TASK INSTRUCTIONS: Give the records again, word for word.

■ ■ ■

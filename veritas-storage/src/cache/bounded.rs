//! Size-bounded LRU cache.

use super::stats::{CacheCounters, CacheStats};
use ::lru::LruCache;
use std::hash::Hash;
use std::num::NonZeroUsize;
use std::sync::Mutex;

/// Thread-safe LRU cache with a hard entry cap.
///
/// The cap holds after every insert: inserting a new key into a full cache
/// evicts the least-recently-used entry first. A poisoned lock degrades to
/// a miss (reads) or a no-op (writes).
pub struct BoundedLruCache<K, V> {
    name: &'static str,
    inner: Mutex<LruCache<K, V>>,
    counters: CacheCounters,
}

impl<K: Hash + Eq + Clone, V: Clone> BoundedLruCache<K, V> {
    pub fn new(name: &'static str, capacity: usize) -> Self {
        let cap = NonZeroUsize::new(capacity).unwrap_or(NonZeroUsize::MIN);
        Self {
            name,
            inner: Mutex::new(LruCache::new(cap)),
            counters: CacheCounters::default(),
        }
    }

    pub fn name(&self) -> &'static str {
        self.name
    }

    /// Look up a key, promoting it to most-recently-used.
    pub fn get(&self, key: &K) -> Option<V> {
        let Ok(mut cache) = self.inner.lock() else {
            self.counters.miss();
            return None;
        };
        match cache.get(key) {
            Some(value) => {
                self.counters.hit();
                Some(value.clone())
            }
            None => {
                self.counters.miss();
                None
            }
        }
    }

    pub fn put(&self, key: K, value: V) {
        let Ok(mut cache) = self.inner.lock() else {
            return;
        };
        if let Some((evicted_key, _)) = cache.push(key.clone(), value) {
            if evicted_key != key {
                self.counters.evicted(1);
            }
        }
    }

    /// Apply `f` to the cached value in place, if present. Does not count as
    /// a hit or miss.
    pub fn update<F: FnOnce(&mut V)>(&self, key: &K, f: F) -> bool {
        let Ok(mut cache) = self.inner.lock() else {
            return false;
        };
        match cache.peek_mut(key) {
            Some(value) => {
                f(value);
                true
            }
            None => false,
        }
    }

    pub fn remove(&self, key: &K) -> Option<V> {
        self.inner.lock().ok().and_then(|mut cache| cache.pop(key))
    }

    pub fn contains(&self, key: &K) -> bool {
        self.inner
            .lock()
            .map(|cache| cache.contains(key))
            .unwrap_or(false)
    }

    pub fn len(&self) -> usize {
        self.inner.lock().map(|cache| cache.len()).unwrap_or(0)
    }

    pub fn is_empty(&self) -> bool {
        self.len() == 0
    }

    pub fn capacity(&self) -> usize {
        self.inner
            .lock()
            .map(|cache| cache.cap().get())
            .unwrap_or(0)
    }

    pub fn clear(&self) {
        if let Ok(mut cache) = self.inner.lock() {
            cache.clear();
        }
    }

    pub fn stats(&self) -> CacheStats {
        self.counters.snapshot(self.len())
    }
}

impl<K, V> std::fmt::Debug for BoundedLruCache<K, V> {
    fn fmt(&self, f: &mut std::fmt::Formatter<'_>) -> std::fmt::Result {
        f.debug_struct("BoundedLruCache")
            .field("name", &self.name)
            .finish()
    }
}


#[cfg(test)]
mod prop_tests {
    use super::*;
    use proptest::prelude::*;

    proptest! {
        #![proptest_config(ProptestConfig::with_cases(100))]

        /// The size cap holds after every insert.
        #[test]
        fn prop_cap_enforced_on_every_insert(
            capacity in 1usize..16,
            keys in proptest::collection::vec(0u16..64, 0..200),
        ) {
            let cache = BoundedLruCache::new("prop", capacity);
            for key in keys {
                cache.put(key, key);
                prop_assert!(cache.len() <= capacity);
            }
        }
    }
}
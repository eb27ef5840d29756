//! Detection: pre-filter, content analyzer, contradiction validator and the
//! two-track orchestrator that combines them with the upstream services.

pub mod analyzer;
pub mod evidence;
pub mod orchestrator;
pub mod prefilter;
pub mod prompts;
pub mod validator;
pub mod vocab;

pub use analyzer::{analyze, ContentAnalysis};
pub use evidence::locate_evidence;
pub use orchestrator::{ContradictionVerdict, DetectionOrchestrator, MisinformationVerdict};
pub use prefilter::{classify, is_foreign_command, is_trivial, FilterOutcome, TrivialReason};
pub use validator::{evaluate, validate, ValidationRule};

■ ■ ■

ANSWER BOX:
filename veritas-storage/src/cache/bounded.rs
//! Size-bounded LRU cache.

use super::stats::{CacheCounters, CacheStats};
use ::lru::LruCache;
use std::hash::Hash;
use std::num::NonZeroUsize;
use std::sync::Mutex;

/// Thread-safe LRU cache with a hard entry cap.
///
/// The cap holds after every insert: inserting a new key into a full cache
/// evicts the least-recently-used entry first. A poisoned lock degrades to
/// a miss (reads) or a no-op (writes).
pub struct BoundedLruCache<K, V> {
    name: &'static str,
    inner: Mutex<LruCache<K, V>>,
    counters: CacheCounters,
}

impl<K: Hash + Eq + Clone, V: Clone> BoundedLruCache<K, V> {
    pub fn new(name: &'static str, capacity: usize) -> Self {
        let cap = NonZeroUsize::new(capacity).unwrap_or(NonZeroUsize::MIN);
        Self {
            name,
            inner: Mutex::new(LruCache::new(cap)),
            counters: CacheCounters::default(),
        }
    }

    pub fn name(&self) -> &'static str {
        self.name
    }

    /// Look up a key, promoting it to most-recently-used.
    pub fn get(&self, key: &K) -> Option<V> {
        let Ok(mut cache) = self.inner.lock() else {
            self.counters.miss();
            return None;
        };
        match cache.get(key) {
            Some(value) => {
                self.counters.hit();
                Some(value.clone())
            }
            None => {
                self.counters.miss();
                None
            }
        }
    }

    pub fn put(&self, key: K, value: V) {
        let Ok(mut cache) = self.inner.lock() else {
            return;
        };
        if let Some((evicted_key, _)) = cache.push(key.clone(), value) {
            if evicted_key != key {
                self.counters.evicted(1);
            }
        }
    }

    /// Apply `f` to the cached value in place, if present. Does not count as
    /// a hit or miss.
    pub fn update<F: FnOnce(&mut V)>(&self, key: &K, f: F) -> bool {
        let Ok(mut cache) = self.inner.lock() else {
            return false;
        };
        match cache.peek_mut(key) {
            Some(value) => {
                f(value);
                true
            }
            None => false,
        }
    }

    pub fn remove(&self, key: &K) -> Option<V> {
        self.inner.lock().ok().and_then(|mut cache| cache.pop(key))
    }

    pub fn contains(&self, key: &K) -> bool {
        self.inner
            .lock()
            .map(|cache| cache.contains(key))
            .unwrap_or(false)
    }

    pub fn len(&self) -> usize {
        self.inner.lock().map(|cache| cache.len()).unwrap_or(0)
    }

    pub fn is_empty(&self) -> bool {
        self.len() == 0
    }

    pub fn capacity(&self) -> usize {
        self.inner
            .lock()
            .map(|cache| cache.cap().get())
            .unwrap_or(0)
    }

    pub fn clear(&self) {
        if let Ok(mut cache) = self.inner.lock() {
            cache.clear();
        }
    }

    pub fn stats(&self) -> CacheStats {
        self.counters.snapshot(self.len())
    }
}

impl<K, V> std::fmt::Debug for BoundedLruCache<K, V> {
    fn fmt(&self, f: &mut std::fmt::Formatter<'_>) -> std::fmt::Result {
        f.debug_struct("BoundedLruCache")
            .field("name", &self.name)
            .finish()
    }
}


#[cfg(test)]
mod prop_tests {
    use super::*;
    use proptest::prelude::*;

    proptest! {
        #![proptest_config(ProptestConfig::with_cases(100))]

        /// The size cap holds after every insert.
        #[test]
        fn prop_cap_enforced_on_every_insert(
            capacity in 1usize..16,
            keys in proptest::collection::vec(0u16..64, 0..200),
        ) {
            let cache = BoundedLruCache::new("prop", capacity);
            for key in keys {
                cache.put(key, key);
                prop_assert!(cache.len() <= capacity);
            }
        }
    }
}
repository eb27ef5840d29756
//! Detection: pre-filter, content analyzer, contradiction validator and the
//! two-track orchestrator that combines them with the upstream services.

pub mod analyzer;
pub mod evidence;
pub mod orchestrator;
pub mod prefilter;
pub mod prompts;
pub mod validator;
pub mod vocab;

pub use analyzer::{analyze, ContentAnalysis};
pub use evidence::locate_evidence;
pub use orchestrator::{ContradictionVerdict, DetectionOrchestrator, MisinformationVerdict};
pub use prefilter::{classify, is_foreign_command, is_trivial, FilterOutcome, TrivialReason};
pub use validator::{evaluate, validate, ValidationRule};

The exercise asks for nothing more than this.